Kijang putih menurut kepercayaan masyarakat Sasak, termasuk binatang yang dikeramatkan, langka, dan termasuk binatang piaraan makhluk halus di hutan-hutan belantara. Kijang putih inilah yang konon menjadi raja segala jenis binatang yang ada di hutan belantara. Ketika itu, Tanjung Ringgit masih jarang didatangi manusia kecuali untuk keperluan-keperluan yang bersifat mistik, mencari akar-akar kayu ramuan obat, tangkai keris, dan Jandean (sarung keris) dari batang pohon bebore atau pohon pelet.Gawah Sekaroh memang terkenal sebagai tempat hidup binatang-binatang buruan, terutama kijang dan banteng. Kini, banteng tu telah punah. Demikian pula di kawasan Rinjani. (Sekitar tahun 1950-an, kedua gawah itu masih dihuni banteng)
credit image: phinemo |
Menurut ahli nujum, agar raja cepat sembuh perlu dipanggilkan dukun jin yang bertempat tinggal di Kayangan, Labuhan Lombok. Untuk maksud itu, diutuslah beberapa petugas mencari dukun jin itu yang konon bernama Den Celim. Ia seorang dukun yang berilmu tinggi. Ia beristri dua orang anak kembar raja jin di Kayangan, yang bernama Dewi Suci dan Dewi Suti.
Setelah tiga hari tiga malam, barulah Den Celim ditemukan. Lalu, petugas minta pertolongan kepada Den Celim untuk mengobati penyakit Datu Pejanggik. Ketika itulah, Den Celim berkata bahwa sang Raja harus dimandikan dengan kembang ander nyawe yang hanya tumbuh di Gunung Butak. Sebagai syarat, kembang itu harus diambil sendiri oleh Putra Mahkota yang bernama Raden Wirentake. Ia harus mengadakan upacara tulak bahle (tolak bala) di pancoran Aiq Kalak, agar mendapat restu dari Dewi Anjani karena dewi inilah yang menguasai kembang ander nyawe itu.

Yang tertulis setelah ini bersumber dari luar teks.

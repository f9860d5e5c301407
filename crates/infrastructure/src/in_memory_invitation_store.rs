//! In-memory invitation store for tests and single-process deployments.
//!
//! Every conditional write runs under one write guard, so status transitions
//! and use-count increments behave like the single-row conditional updates of
//! the PostgreSQL adapter.

use std::collections::HashMap;

use grantflow_domain::{
    AccessRequest, AccessRequestId, BulkInvitationId, BulkInvitationResult, Invitation,
    InvitationActivity, InvitationId, InvitationLinkSettings, InvitationPermissions,
    LinkSettingsId,
};
use tokio::sync::RwLock;

mod access_requests;
mod invitations;
mod links;
mod records;


/// In-memory implementation of every invitation repository port.
#[derive(Debug, Default)]
pub struct InMemoryInvitationStore {
    invitations: RwLock<HashMap<InvitationId, Invitation>>,
    permissions: RwLock<HashMap<InvitationId, InvitationPermissions>>,
    links: RwLock<HashMap<LinkSettingsId, InvitationLinkSettings>>,
    access_requests: RwLock<HashMap<AccessRequestId, AccessRequest>>,
    bulk_results: RwLock<HashMap<BulkInvitationId, BulkInvitationResult>>,
    activity: RwLock<Vec<InvitationActivity>>,
}

impl InMemoryInvitationStore {
    /// Creates an empty store.
    #[must_use]
    pub fn new() -> Self {
        Self::default()
    }
}

/// Newest first, ties broken by identifier for a stable order.
fn newest_first(left: &Invitation, right: &Invitation) -> std::cmp::Ordering {
    right
        .created_at
        .cmp(&left.created_at)
        .then_with(|| left.id.cmp(&right.id))
}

Berangkatlah Raden Wirentake bersama beberapa pengiringnya, melalui gawah Sambelie. Dengan susah payah, Raden Wirentake dapat mencapai tebing yang curam itu. Dilihatnya sekuntum bunga yang mekar di sana. Dalam hati ia bertanya, “Inikah bunga yang dimaksud?” Karena tidak ada bunga lain selain bunga itu dan kabut telah merayap dihadapannya, Raden Wirentake cepat-cepat memotong bunga itu dengan menggunakan pisau yang telah disiapkan. Lalu, ia melompat ke belakang menghindari seekor ulah belae (jenis ular piton yang sangat berbisa), yang sejak tadi siap untuk mematuk. Secepat kilat, Wirentake menghunus keris pusaka Pejanggik yang bernama Nangke Berek (nangka busuk), lalu diacungkan ke arah ular itu. Walaupun tidak menyentuh tubuh ular itu, karena kesakitannya, akhirnya ular itu terkulai lemas dan mati.

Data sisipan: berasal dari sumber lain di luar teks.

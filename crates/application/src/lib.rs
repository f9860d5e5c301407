//! Application services and ports.

#![forbid(unsafe_code)]

mod access_request_service;
mod invitation_policy;
mod invitation_ports;
mod invitation_service;
mod link_service;
mod token;

#[cfg(test)]
mod test_support;

pub use access_request_service::AccessRequestService;
pub use invitation_policy::InvitationPolicy;
pub use invitation_ports::{
    AccessRequestRepository, BulkInvitationRepository, InvitationActivityRepository,
    InvitationEvent, InvitationEventKind, InvitationFilter, InvitationLinkRepository,
    InvitationNotifier, InvitationRepository, StatsScope,
};
pub use invitation_service::{
    BulkInviteInput, BulkInviteReport, InvitationService, InvitationServicePorts, SweepReport,
};
pub use link_service::{InvitationLinkService, JoinOutcome};
//! Domain entities and invariants for invitations and access grants.

#![forbid(unsafe_code)]

mod access_request;
mod activity;
mod bulk;
mod email;
mod grant;
mod ids;
mod invitation;
mod link;
mod stats;

pub use access_request::{
    AccessRequest, AccessRequestDecision, AccessRequestStatus, NewAccessRequest,
};
pub use activity::{ActivityAction, InvitationActivity};
pub use bulk::{BulkInvitationResult, BulkInvitationStatus, BulkInviteItem, BulkItemOutcome};
pub use email::{EmailAddress, email_domain};
pub use grant::{
    GrantRole, GrantType, InvitationPermissions, PermissionLevel, valid_roles_for_type,
};
pub use ids::{
    AccessRequestId, ActivityId, BulkInvitationId, InvitationId, LinkSettingsId, TargetId,
};
pub use invitation::{
    Invitation, InvitationMethod, InvitationStatus, InvitationTransition, NewInvitation,
};
pub use link::{DomainList, InvitationLinkSettings, NewLinkSettings};
pub use stats::InvitationStats;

Tanpa membuang waktu lagi, Raden Wirentake segera mengajak turun para pengiringnya. Sejak tadi, mereka cemas memikirkan nasib putra mahkota yang harus memanjat dan menuruni tebing curam seorang diri. Mereka tidak diperkenankan mendekat, sesuai dengan pesan Den Calim. Kembang itu harus dipetik sendiri oleh putra mahkota.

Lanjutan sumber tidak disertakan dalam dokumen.